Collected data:
+ + + +

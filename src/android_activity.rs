// Android Activity launcher for opening external apps via JNI
// Provides explicit-component and by-package launches behind the AppLauncher trait.

use std::fmt;

#[cfg(target_os = "android")]
use jni::objects::JValue;

#[cfg(target_os = "android")]
use ndk_context;

/// Explicit (package, activity class) pair, as ComponentName on the platform.
#[derive(Debug, Clone, PartialEq, Eq, Hash)]
pub struct ComponentName {
    pub package: String,
    pub class: String,
}

impl ComponentName {
    pub fn new(package: impl Into<String>, class: impl Into<String>) -> Self {
        Self {
            package: package.into(),
            class: class.into(),
        }
    }

    /// Parse `pkg/cls`. A class starting with `.` is relative to the package.
    pub fn unflatten(text: &str) -> Option<Self> {
        let (package, class) = text.trim().split_once('/')?;
        if package.is_empty() || class.is_empty() {
            return None;
        }
        let class = if class.starts_with('.') {
            format!("{}{}", package, class)
        } else {
            class.to_string()
        };
        Some(Self {
            package: package.to_string(),
            class,
        })
    }

    pub fn flatten(&self) -> String {
        format!("{}/{}", self.package, self.class)
    }
}

impl fmt::Display for ComponentName {
    fn fmt(&self, f: &mut fmt::Formatter<'_>) -> fmt::Result {
        write!(f, "{}/{}", self.package, self.class)
    }
}

#[derive(Debug, thiserror::Error)]
pub enum LaunchError {
    #[error("no activity found to handle {0}")]
    ActivityNotFound(String),
    #[error("platform error: {0}")]
    Platform(String),
    #[error(transparent)]
    Io(#[from] std::io::Error),
}

/// Error for a `startActivity` call that threw. Only ActivityNotFoundException
/// means the target is missing.
pub fn launch_failure(target: String, activity_not_found: bool, detail: &str) -> LaunchError {
    if activity_not_found {
        LaunchError::ActivityNotFound(target)
    } else {
        LaunchError::Platform(format!("{}: {}", target, detail))
    }
}

/// Starts external activities.
pub trait AppLauncher {
    fn launch_component(&mut self, component: &ComponentName) -> Result<(), LaunchError>;
    fn launch_package(&mut self, package_name: &str) -> Result<(), LaunchError>;
}

impl<L: AppLauncher + ?Sized> AppLauncher for Box<L> {
    fn launch_component(&mut self, component: &ComponentName) -> Result<(), LaunchError> {
        (**self).launch_component(component)
    }

    fn launch_package(&mut self, package_name: &str) -> Result<(), LaunchError> {
        (**self).launch_package(package_name)
    }
}

/// Launcher using the hosting Activity's context.
#[derive(Debug, Default, Clone, Copy)]
pub struct AndroidLauncher;

#[cfg(target_os = "android")]
impl From<jni::errors::Error> for LaunchError {
    fn from(e: jni::errors::Error) -> Self {
        LaunchError::Platform(e.to_string())
    }
}

/// Take the pending exception after a failed `startActivity`.
#[cfg(target_os = "android")]
fn pending_launch_error(
    env: &mut jni::JNIEnv,
    target: String,
    err: jni::errors::Error,
) -> LaunchError {
    let throwable = match env.exception_occurred() {
        Ok(throwable) if !throwable.is_null() => throwable,
        _ => return launch_failure(target, false, &err.to_string()),
    };
    let _ = env.exception_clear();

    let not_found = env
        .is_instance_of(&throwable, "android/content/ActivityNotFoundException")
        .unwrap_or(false);
    let detail = env
        .call_method(&throwable, "toString", "()Ljava/lang/String;", &[])
        .and_then(|v| v.l())
        .and_then(|obj| env.get_string(&jni::objects::JString::from(obj)).map(String::from))
        .unwrap_or_else(|_| err.to_string());
    if env.exception_check().unwrap_or(false) {
        let _ = env.exception_clear();
    }
    launch_failure(target, not_found, &detail)
}

#[cfg(target_os = "android")]
impl AppLauncher for AndroidLauncher {
    fn launch_component(&mut self, component: &ComponentName) -> Result<(), LaunchError> {
        let ctx = ndk_context::android_context();
        let vm = unsafe { jni::JavaVM::from_raw(ctx.vm() as _) }?;
        let activity = unsafe { jni::objects::JObject::from_raw(ctx.context() as _) };
        let mut env = vm.attach_current_thread()?;

        let intent_class = env.find_class("android/content/Intent")?;
        let action = env.new_string("android.intent.action.MAIN")?;
        let intent = env.new_object(
            &intent_class,
            "(Ljava/lang/String;)V",
            &[JValue::Object(&action)],
        )?;

        let category = env.new_string("android.intent.category.LAUNCHER")?;
        env.call_method(
            &intent,
            "addCategory",
            "(Ljava/lang/String;)Landroid/content/Intent;",
            &[JValue::Object(&category)],
        )?;

        let pkg = env.new_string(&component.package)?;
        let cls = env.new_string(&component.class)?;
        env.call_method(
            &intent,
            "setClassName",
            "(Ljava/lang/String;Ljava/lang/String;)Landroid/content/Intent;",
            &[JValue::Object(&pkg), JValue::Object(&cls)],
        )?;

        // FLAG_ACTIVITY_NEW_TASK
        env.call_method(
            &intent,
            "addFlags",
            "(I)Landroid/content/Intent;",
            &[JValue::Int(0x10000000)],
        )?;

        match env.call_method(
            &activity,
            "startActivity",
            "(Landroid/content/Intent;)V",
            &[JValue::Object(&intent)],
        ) {
            Ok(_) => {
                log::info!("Started activity {}", component);
                Ok(())
            }
            Err(e) => Err(pending_launch_error(&mut env, component.flatten(), e)),
        }
    }

    fn launch_package(&mut self, package_name: &str) -> Result<(), LaunchError> {
        let ctx = ndk_context::android_context();
        let vm = unsafe { jni::JavaVM::from_raw(ctx.vm() as _) }?;
        let activity = unsafe { jni::objects::JObject::from_raw(ctx.context() as _) };
        let mut env = vm.attach_current_thread()?;

        let pm = env
            .call_method(
                &activity,
                "getPackageManager",
                "()Landroid/content/pm/PackageManager;",
                &[],
            )?
            .l()?;

        let package = env.new_string(package_name)?;
        let launch_intent = env
            .call_method(
                &pm,
                "getLaunchIntentForPackage",
                "(Ljava/lang/String;)Landroid/content/Intent;",
                &[JValue::Object(&package)],
            )?
            .l()?;

        if launch_intent.is_null() {
            return Err(LaunchError::ActivityNotFound(package_name.to_string()));
        }

        match env.call_method(
            &activity,
            "startActivity",
            "(Landroid/content/Intent;)V",
            &[JValue::Object(&launch_intent)],
        ) {
            Ok(_) => Ok(()),
            Err(e) => Err(pending_launch_error(&mut env, package_name.to_string(), e)),
        }
    }
}

// Non-Android stub implementation
#[cfg(not(target_os = "android"))]
impl AppLauncher for AndroidLauncher {
    fn launch_component(&mut self, component: &ComponentName) -> Result<(), LaunchError> {
        tracing::debug!("launch_component({}) is only available on Android", component);
        Err(LaunchError::Io(std::io::Error::new(
            std::io::ErrorKind::Unsupported,
            "activity launch is only available on Android",
        )))
    }

    fn launch_package(&mut self, package_name: &str) -> Result<(), LaunchError> {
        tracing::debug!("launch_package({}) is only available on Android", package_name);
        Err(LaunchError::Io(std::io::Error::new(
            std::io::ErrorKind::Unsupported,
            "activity launch is only available on Android",
        )))
    }
}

+ + + +

_Problem statement_
Every line from the first entry to the line containing "use jni::objects::JValue;" should be transcribed exactly, and nothing beyond it.

_Task solution_
filename src/android_activity.rs
// Android Activity launcher for opening external apps via JNI
// Provides explicit-component and by-package launches behind the AppLauncher trait.

use std::fmt;

#[cfg(target_os = "android")]
use jni::objects::JValue;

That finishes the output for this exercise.